The Surgical procedure

Surgical removal of the thyroglossal cyst is the only treatment option available. The operation is called the Sistrunk procedure, named for the surgeon who first described it.

Most cases can be performed with a same day discharge although patients may occasionally stay one night in hospital. 

Surgery is performed under a short general anaesthetic and most operations are performed in under 1 hour by our experienced surgical team

To reduce the risk of recurrences, it is important to do the following during the operation:

·         removing the cyst completely,

·         Removing the central part of the hyoid bone where the cyst is attached to.

·         Removing the part of the duct in the base of the tongue above the hyoid bone.

How the Sistrunk Procedure is Performed

1.      A transverse incision is made in the neck at the level of the hyoid bone. The incision is approximately 3-4cm in length.

2.      The skin and the platysma muscle are elevated to expose the cyst

3.      The cyst is then dissected away from the surrounding muscles and tissues up to the level of the hyoid bone.

4.      The thyroglossal duct track is followed down up to the thyroid gland and divided at the lower end from the thyroid.

5.      Above the cyst, a section of the center of the hyoid  measuring about 10-15mm is removed together with the cyst and tract.

6.      Above the hyoid bone up to the level of the back of the tongue, a core of tissue is then removed as needed to ensure no part of the duct is left behind.

7.      In exceptional cases, with the duct stretching all the way up to the tongue surface, the foramen cecum is removed.
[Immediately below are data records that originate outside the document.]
// Introspection commands: which features are on, and which emoji does
// what.

use crate::discord::{Context, Error};
use poise::serenity_prelude as serenity;

/// Show which bot features are enabled
#[poise::command(slash_command)]
pub async fn features(ctx: Context<'_>) -> Result<(), Error> {
    let mut embed = serenity::CreateEmbed::default()
        .title("🤖 Bot features")
        .color(0x00ff00);

    for (name, enabled) in ctx.data().config.features.entries() {
        let status = if enabled { "✅ enabled" } else { "❌ disabled" };
        embed = embed.field(name, status, true);
    }

    ctx.send(poise::CreateReply::default().embed(embed)).await?;
    Ok(())
}

/// Show the reaction emoji table
#[poise::command(slash_command)]
pub async fn reactions(ctx: Context<'_>) -> Result<(), Error> {
    let config = &ctx.data().config;
    let descriptions = config.emoji_descriptions();

    let mut embed = serenity::CreateEmbed::default()
        .title("🎯 Reaction table")
        .color(0x0099ff);

    for (capability, emoji) in config.emojis.entries() {
        let description = descriptions.get(capability).copied().unwrap_or(capability);
        embed = embed.field(format!("{emoji} {capability}"), description, true);
    }

    ctx.send(poise::CreateReply::default().embed(embed)).await?;
    Ok(())
}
8.      If the tract extended to the tongue base and needed to be removed the opening into the mouth would be closed. Then the tongue muscles are sutured, and the tissues at the cut ends of the hyoid bone drawn together with sutures.

9.      Very occasionally a small drain is left in the wound and the skin is closed over it using absorbable sutures.

Possible Complications

As with all surgical procedures, there are potential risks and complications associated with this procedure. Complications are very rare but may include nerve injury, airway injury, thyroglossal cyst recurrence and the development of a haematoma or abscess which may require further surgical intervention.  Other minor complications include superficial surgical site infections, small abscesses around the sutures, seromas and dehiscence of the wound. All these complications can be easily managed effectively.

The risk of developing complications is kept low by employing a meticulous surgical technique and by identifying key anatomical landmarks in order to reduce the risk of inadvertent injury to surrounding structures.


Reported recurrence rates following the Sistrunk procedure are low, between 0 and 8%.

Follow-up care

On discharge a mild anaelgesic will be prescribed.  You do not have to take it if you have no pain.  

Your wound will ether have a small, watertight dressing or be covered with special surgical glue to seal the wound.

You may shower or wash, and the wound may get wet.

We will schedule a follow-up appointment for 4-6 weeks after the procedure.

When to call the doctor

Please call our unit at 021 939 7790 if any of the following symptoms occur:

  • Fever (a temperature of 38 degrees or higher)
  • Any signs of infection, including redness, swelling or pain
  • Any drainage from the incision
  • Any pain that is not controlled with the prescribed pain medicine
  • A mass or lump in the center of the neck.